*** Opening Data shown ***
//! User interface for the piping sketch editor.
//!
//! The editing logic lives in [`crate::interaction::Editor`]; this module is the egui
//! shell around it: toolbar, properties panel, status bar and canvas.
//!
//! # Module Organization
//!
//! - `state` - Settings, file-operation state and the main [`PipeSketchApp`]
//! - `file_ops` - Async open/save through native file dialogs
//! - `canvas` - Pointer, wheel and keyboard input for the canvas
//! - `rendering` - Painting the display list with egui
//! - `export` - PNG export

mod canvas;
mod export;
mod file_ops;
mod rendering;
mod state;

pub use state::{EditorSettings, PipeSketchApp, SETTINGS_KEY};

use crate::interaction::{Mode, Tool};
use crate::properties::property_fields;
use crate::types::{catalogue_name, PipeColor};
use eframe::egui;

impl eframe::App for PipeSketchApp {
    /// Persist UI settings between restarts. The drawing itself is only saved on request.
    fn save(&mut self, storage: &mut dyn eframe::Storage) {
        match self.settings.to_json() {
            Ok(json) => storage.set_string(SETTINGS_KEY, json),
            Err(err) => log::error!("failed to serialize settings: {err}"),
        }
    }

    /// Main update function called by egui for each frame.
    ///
    /// # Arguments
    ///
    /// * `ctx` - The egui context
    /// * `_frame` - The eframe frame
    fn update(&mut self, ctx: &egui::Context, _frame: &mut eframe::Frame) {
        ctx.set_visuals(egui::Visuals::light());

        self.handle_pending_operations(ctx);
        self.handle_file_shortcuts(ctx);
        self.handle_editor_keys(ctx);

        egui::TopBottomPanel::top("top_toolbar").show(ctx, |ui| {
            self.draw_toolbar(ui);
        });

        egui::TopBottomPanel::bottom("status_bar").show(ctx, |ui| {
            self.draw_status_bar(ui);
        });

        let viewport_width = ctx.input(|i| i.screen_rect().width());
        let max_width = (viewport_width * 0.9).max(180.0);
        let clamped_width = self.settings.properties_panel_width.clamp(180.0, max_width);

        egui::SidePanel::right("properties_panel")
            .resizable(true)
            .default_width(clamped_width)
            .show(ctx, |ui| {
                self.settings.properties_panel_width = ui.available_width().clamp(180.0, max_width);
                self.draw_properties_panel(ui);
            });

        self.apply_settings();

        egui::CentralPanel::default()
            .frame(egui::Frame::NONE)
            .show(ctx, |ui| {
                self.draw_canvas(ui);
            });
    }
}

impl PipeSketchApp {
    /// Handles file-related keyboard shortcuts: Open, Save and Save As.
    ///
    /// Raw key events are scanned so the shortcuts also fire in headless frames.
    fn handle_file_shortcuts(&mut self, ctx: &egui::Context) {
        if ctx.wants_keyboard_input() {
            return;
        }
        let (save, save_as, open) = ctx.input(|i| {
            let mut found = (false, false, false);
            for event in &i.events {
                let egui::Event::Key {
                    key,
                    pressed: true,
                    modifiers,
                    ..
                } = event
                else {
                    continue;
                };
                if !(modifiers.command || modifiers.ctrl) {
                    continue;
                }
                match key {
                    egui::Key::S if modifiers.shift => found.1 = true,
                    egui::Key::S => found.0 = true,
                    egui::Key::O => found.2 = true,
                    _ => {}
                }
            }
            found
        });
        if save_as {
            self.save_as_document();
        } else if save {
            self.save_document();
        }
        if open {
            self.open_document();
        }
    }

    /// Renders the toolbar with file operations, history, mode, tools and placement options.
    ///
    /// # Arguments
    ///
    /// * `ui` - The egui UI context
    fn draw_toolbar(&mut self, ui: &mut egui::Ui) {
        ui.horizontal_wrapped(|ui| {
            if ui.button("New").clicked() {
                self.new_document();
            }
            if ui.button("Open").clicked() {
                self.open_document();
            }
            if ui.button("Save").clicked() {
                self.save_document();
            }
            if ui.button("Save As").clicked() {
                self.save_as_document();
            }
            if ui.button("Export PNG").clicked() {
                self.export_png(ui.ctx());
            }

            ui.separator();

            ui.add_enabled_ui(self.editor.history().can_undo(), |ui| {
                if ui.button("⟲ Undo").clicked() {
                    self.editor.undo();
                }
            });
            ui.add_enabled_ui(self.editor.history().can_redo(), |ui| {
                if ui.button("⟳ Redo").clicked() {
                    self.editor.redo();
                }
            });

            ui.separator();

            let mut mode = self.editor.mode();
            ui.selectable_value(&mut mode, Mode::Drawing, "Draw");
            ui.selectable_value(&mut mode, Mode::Label, "Label");
            if mode != self.editor.mode() {
                self.editor.set_mode(mode);
            }

            ui.separator();

            ui.add_enabled_ui(self.editor.mode() == Mode::Drawing, |ui| {
                let mut tool = self.editor.tool();
                for candidate in Tool::ALL {
                    ui.selectable_value(&mut tool, candidate, candidate.label());
                }
                if tool != self.editor.tool() {
                    self.editor.set_tool(tool);
                }
            });

            ui.separator();

            egui::ComboBox::from_id_salt("pipe_color_combo")
                .selected_text(self.editor.pipe_color.label())
                .show_ui(ui, |ui| {
                    for color in [PipeColor::Existing, PipeColor::New] {
                        ui.selectable_value(&mut self.editor.pipe_color, color, color.label());
                    }
                });
            ui.checkbox(&mut self.editor.preview_flipped, "Flip");

            ui.with_layout(egui::Layout::right_to_left(egui::Align::Center), |ui| {
                let name = self.file.current_path.as_deref().unwrap_or("Untitled");
                ui.label(name);
                ui.label(format!("Zoom: {:.0}%", self.editor.viewport.zoom * 100.0));
            });
        });
    }

    /// Renders the properties panel for the selected shape, followed by the settings.
    ///
    /// # Arguments
    ///
    /// * `ui` - The egui UI context
    fn draw_properties_panel(&mut self, ui: &mut egui::Ui) {
        egui::ScrollArea::vertical()
            .auto_shrink([false; 2])
            .show(ui, |ui| {
                ui.heading("Properties");
                ui.separator();

                match self.editor.selected_shape().cloned() {
                    Some(shape) => {
                        ui.label(egui::RichText::new(catalogue_name(shape.type_name())).strong());
                        ui.label(egui::RichText::new(&shape.id).small().weak());
                        ui.separator();

                        let mut color = shape.color;
                        ui.horizontal(|ui| {
                            ui.label("Colour:");
                            for candidate in [PipeColor::Existing, PipeColor::New] {
                                ui.radio_value(&mut color, candidate, candidate.label());
                            }
                        });
                        if color != shape.color {
                            self.editor.set_selected_color(color);
                        }
                        let mut flipped = shape.flipped;
                        if ui.checkbox(&mut flipped, "Flipped").changed() {
                            self.editor.toggle_selected_flipped();
                        }

                        ui.separator();
                        egui::Grid::new("shape_property_grid")
                            .num_columns(2)
                            .striped(true)
                            .show(ui, |ui| {
                                for field in property_fields(&shape) {
                                    ui.label(&field.caption);
                                    let mut value = field.value.clone();
                                    if ui.text_edit_singleline(&mut value).changed() {
                                        self.editor.set_selected_property(&field.key, &value);
                                    }
                                    ui.end_row();
                                }
                            });
                    }
                    None => {
                        ui.label("Nothing selected");
                        ui.label(
                            egui::RichText::new("Use the Select tool or Label mode to pick a fitting.")
                                .weak(),
                        );
                    }
                }

                ui.add_space(12.0);
                ui.collapsing("Settings", |ui| {
                    egui::Grid::new("settings_grid").num_columns(2).show(ui, |ui| {
                        ui.label("Socket scale");
                        ui.add(egui::DragValue::new(&mut self.settings.socket_scale).speed(0.01).range(0.2..=5.0));
                        ui.end_row();
                        ui.label("Elbow scale");
                        ui.add(egui::DragValue::new(&mut self.settings.elbow_scale).speed(0.01).range(0.2..=5.0));
                        ui.end_row();
                        ui.label("PNG scale");
                        ui.add(egui::DragValue::new(&mut self.settings.png_scale).speed(0.05).range(0.25..=8.0));
                        ui.end_row();
                        ui.label("PNG margin");
                        ui.add(egui::DragValue::new(&mut self.settings.png_margin).speed(1.0).range(0.0..=500.0));
                        ui.end_row();
                    });
                });
            });
    }

    /// Renders the status line: last editor message, file message and drawing statistics.
    fn draw_status_bar(&self, ui: &mut egui::Ui) {
        ui.horizontal(|ui| {
            ui.label(self.editor.status());
            if let Some(message) = &self.file.last_message {
                ui.separator();
                ui.label(message);
            }
            ui.with_layout(egui::Layout::right_to_left(egui::Align::Center), |ui| {
                let document = self.editor.document();
                ui.label(format!(
                    "{} nodes, {} shapes",
                    document.nodes().len(),
                    document.shapes().len()
                ));
                ui.separator();
                let mode = match self.editor.mode() {
                    Mode::Drawing => self.editor.tool().label(),
                    Mode::Label => "Label",
                };
                ui.label(mode);
            });
        });
    }
}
*** Closing Data shown ***
▶ Task instructions:
How many lines in the records hold the string "format"? Reply with the number only.

▶ Answer:
2